Mr Barnett said it would have a capacity of 60,000 seats with provision for future expansion to 70,000 seats in the style of Melbourne's Etihad Stadium, with similar views, amenities and level of comfort.

In explaining his preference for the location, Mr Barnett said it was unconstrained by surrounding developments and had the additional benefit of being government-owned.

The location has previously been criticised for its poor soil quality and its lack of transport, being serviced by only one train line and one major arterial road.

To compensate for this, Mr Barnett said a special events four-platform train station would be built to service all Perth's railway lines, and a pedestrain bridge would be constructed over the Swan River connecting the stadium to the CBD.

No carpark would be built underneath the stadium, with drivers expected to park in the CBD and walk across the bridge.

No geo-technical drilling has taken place at the site, but Mr Barnett said he was confident the soil could withstand the stadium. A set of 30-metre pylons would be sunk into the ground at a cost of about $30 million to stabilise the structure.

"We know enough to know there's no risk to the project,'' he said.

The Burswood site was preferred by Mr Barnett over rival locations in East Perth and Subiaco, both of which were chosen ahead of the Burswood site by a major stadia taskforce, which examined new stadium options for the previous Labor government.

The decision could leave Subiaco businesses reeling.

"We deliberatley took a decision for the future,'' Mr Barnett said.

"If you look at it right now, Subiaco is better served by transport, and is better served by entertainment around it. But looking to the future, or for the next decade, the next 50 years, then I'd imagine this whole precinct will be totally different than what it is today.''

The State Tennis Centre, which currently occupies the location, would likely be relocated, and the golf course's days are numbered.

Mr Barnett said no detailed design work had begun. Construction was expected to take four years and could be completed as early as mid-2017, but 2018 was nominated as the likely finish date.

The stadium would accommodate multiple sports, although it had not yet been decided whether rectractable seating would be included, and the facility would not include a roof.

Mr Barnett said the stadium would be the centrepiece for an overarching redevelopment of the city's eastern gateway.

"The new stadium will be the centrepiece of an emerging eastside precinct at the gateway to Perth and is within walking distance of a range of potential transport options including footbridges, ferries, and trains," he said.

"We want people going to the stadium for an event to catch public transport. The new Perth Stadium will deliver a high quality, state-of-the-art facility all West Australians can be proud of.

"To help us achieve this, there will be an international design competition to attract the best ideas."

Sports Minister Terry Waldron said the new stadium would pay back its cost through hosting a wide variety of events.

"The new stadium will be a true multi-purpose facility able to hold not only sporting events such as football and major international rugby, cricket and soccer games, but major cultural events such as concerts as well," Mr Waldron said.

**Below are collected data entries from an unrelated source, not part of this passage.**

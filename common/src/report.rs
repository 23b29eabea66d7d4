//! # Scan Report Model
//!
//! The parsed form of one `nmap -oX` document. Field names mirror nmap's own
//! XML attributes (`@portid`, `@osfamily`, ...), so the structs deserialize
//! straight from the scanner output.
//!
//! Anything nmap may leave out defaults to an empty string or zero instead of
//! failing: a port without a `<service>` block still has a [`Service`], just
//! an empty one.

use serde::Deserialize;

/// Root `<nmaprun>` element.
#[derive(Debug, Clone, Default, Deserialize)]
pub struct ScanReport {
    #[serde(rename = "@scanner", default)]
    pub scanner: String,
    #[serde(rename = "@args", default)]
    pub args: String,
    #[serde(rename = "@start", default)]
    pub start: u64,
    #[serde(rename = "@startstr", default)]
    pub start_str: String,
    #[serde(default)]
    pub verbose: Verbose,
    #[serde(rename = "host", default)]
    pub hosts: Vec<HostResult>,
}

#[derive(Debug, Clone, Default, Deserialize)]
pub struct Verbose {
    #[serde(rename = "@level", default)]
    pub level: u8,
}

#[derive(Debug, Clone, Default, Deserialize)]
pub struct HostResult {
    #[serde(rename = "@starttime", default)]
    pub start_time: u64,
    #[serde(rename = "address", default)]
    pub addresses: Vec<Address>,
    #[serde(default)]
    pub hostnames: Hostnames,
    #[serde(default)]
    pub ports: PortList,
    #[serde(rename = "os", default)]
    pub os: Vec<OsEntry>,
}

impl HostResult {
    /// The scanned address: the first IPv4/IPv6 entry, since nmap also lists
    /// the MAC address of LAN hosts as an `<address>`.
    pub fn address(&self) -> &str {
        self.addresses
            .iter()
            .find(|addr| addr.is_ip())
            .or_else(|| self.addresses.first())
            .map(|addr| addr.addr.as_str())
            .unwrap_or("")
    }

    pub fn hostnames(&self) -> &[Hostname] {
        &self.hostnames.entries
    }

    /// Port records in the order nmap reported them.
    pub fn ports(&self) -> &[PortRecord] {
        &self.ports.entries
    }

    pub fn open_ports(&self) -> impl Iterator<Item = &PortRecord> {
        self.ports().iter().filter(|port| port.is_open())
    }
}

#[derive(Debug, Clone, Default, PartialEq, Eq, Deserialize)]
pub struct Address {
    #[serde(rename = "@addr", default)]
    pub addr: String,
    #[serde(rename = "@addrtype", default)]
    pub addr_type: String,
    #[serde(rename = "@level", default)]
    pub level: String,
}

impl Address {
    pub fn is_ip(&self) -> bool {
        matches!(self.addr_type.as_str(), "ipv4" | "ipv6")
    }
}

#[derive(Debug, Clone, Default, Deserialize)]
pub struct Hostnames {
    #[serde(rename = "hostname", default)]
    pub entries: Vec<Hostname>,
}

#[derive(Debug, Clone, Default, PartialEq, Eq, Deserialize)]
pub struct Hostname {
    #[serde(rename = "@name", default)]
    pub name: String,
    #[serde(rename = "@type", default)]
    pub kind: String,
}

#[derive(Debug, Clone, Default, Deserialize)]
pub struct PortList {
    #[serde(rename = "port", default)]
    pub entries: Vec<PortRecord>,
}

#[derive(Debug, Clone, Default, PartialEq, Eq, Deserialize)]
pub struct PortRecord {
    #[serde(rename = "@protocol", default)]
    pub protocol: String,
    #[serde(rename = "@portid", default)]
    pub port_id: u16,
    #[serde(default)]
    pub state: PortState,
    #[serde(default)]
    pub service: Service,
}

impl PortRecord {
    pub fn is_open(&self) -> bool {
        self.state.state == "open"
    }
}

#[derive(Debug, Clone, Default, PartialEq, Eq, Deserialize)]
pub struct PortState {
    #[serde(rename = "@state", default)]
    pub state: String,
    #[serde(rename = "@reason", default)]
    pub reason: String,
}

#[derive(Debug, Clone, Default, PartialEq, Eq, Deserialize)]
pub struct Service {
    #[serde(rename = "@name", default)]
    pub name: String,
    #[serde(rename = "@product", default)]
    pub product: String,
    #[serde(rename = "@version", default)]
    pub version: String,
    #[serde(rename = "@extrainfo", default)]
    pub extra_info: String,
}

/// One `<os>` block.
///
/// nmap nests `<osclass>` inside each `<osmatch>`; older documents carry it
/// directly under `<os>`. Both shapes are accepted.
#[derive(Debug, Clone, Default, Deserialize)]
pub struct OsEntry {
    #[serde(rename = "osmatch", default)]
    pub matches: Vec<OsMatch>,
    #[serde(rename = "osclass", default)]
    pub classes: Vec<OsClass>,
}

impl OsEntry {
    /// nmap lists matches by descending accuracy, so the first is the best guess.
    pub fn best_match(&self) -> Option<&OsMatch> {
        self.matches.first()
    }

    pub fn class(&self) -> Option<&OsClass> {
        self.best_match()
            .and_then(|best| best.classes.first())
            .or_else(|| self.classes.first())
    }
}

#[derive(Debug, Clone, Default, PartialEq, Eq, Deserialize)]
pub struct OsMatch {
    #[serde(rename = "@name", default)]
    pub name: String,
    #[serde(rename = "@accuracy", default)]
    pub accuracy: u8,
    #[serde(rename = "osclass", default)]
    pub classes: Vec<OsClass>,
}

#[derive(Debug, Clone, Default, PartialEq, Eq, Deserialize)]
pub struct OsClass {
    #[serde(rename = "@type", default)]
    pub kind: String,
    #[serde(rename = "@vendor", default)]
    pub vendor: String,
    #[serde(rename = "@osfamily", default)]
    pub family: String,
    #[serde(rename = "@osgen", default)]
    pub generation: String,
    #[serde(rename = "@accuracy", default)]
    pub accuracy: u8,
}
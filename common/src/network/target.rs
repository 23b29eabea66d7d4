//! # Scan Target Model
//!
//! A single address handed to the scanner, exactly as it was found in the
//! input workbook minus surrounding whitespace. No validation happens here:
//! nmap is the judge of what is scannable.

use std::fmt;

#[derive(Debug, Clone, PartialEq, Eq, Hash)]
pub struct ScanTarget(String);

impl ScanTarget {
    pub fn new(raw: &str) -> Self {
        Self(raw.trim().to_string())
    }

    pub fn as_str(&self) -> &str {
        &self.0
    }

    pub fn is_empty(&self) -> bool {
        self.0.is_empty()
    }
}

impl fmt::Display for ScanTarget {
    fn fmt(&self, f: &mut fmt::Formatter<'_>) -> fmt::Result {
        f.write_str(&self.0)
    }
}

impl From<&str> for ScanTarget {
    fn from(raw: &str) -> Self {
        Self::new(raw)
    }
}

impl AsRef<str> for ScanTarget {
    fn as_ref(&self) -> &str {
        self.as_str()
    }
}
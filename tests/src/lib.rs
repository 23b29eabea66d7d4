#![cfg(test)]
mod fixtures;
mod pipeline;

AFL commission chairman Mike Fitzpatrick said the stadium would provide a tremendous boost for AFL in WA and deliver millions of dollars in revenue for the state.

"The new stadium at Burswood will be a world-class facility, provide world-class amenities and (it will be) an unparalleled experience for fans."

Mr Fitzpatrick said the stadium would allow the West Coast Eagles and Fremantle Dockers to grow their member base.

He said the new Gold Coast stadium had proven that if you build a modern state-of-the-art stadium, fans would travel from around the country to experience it.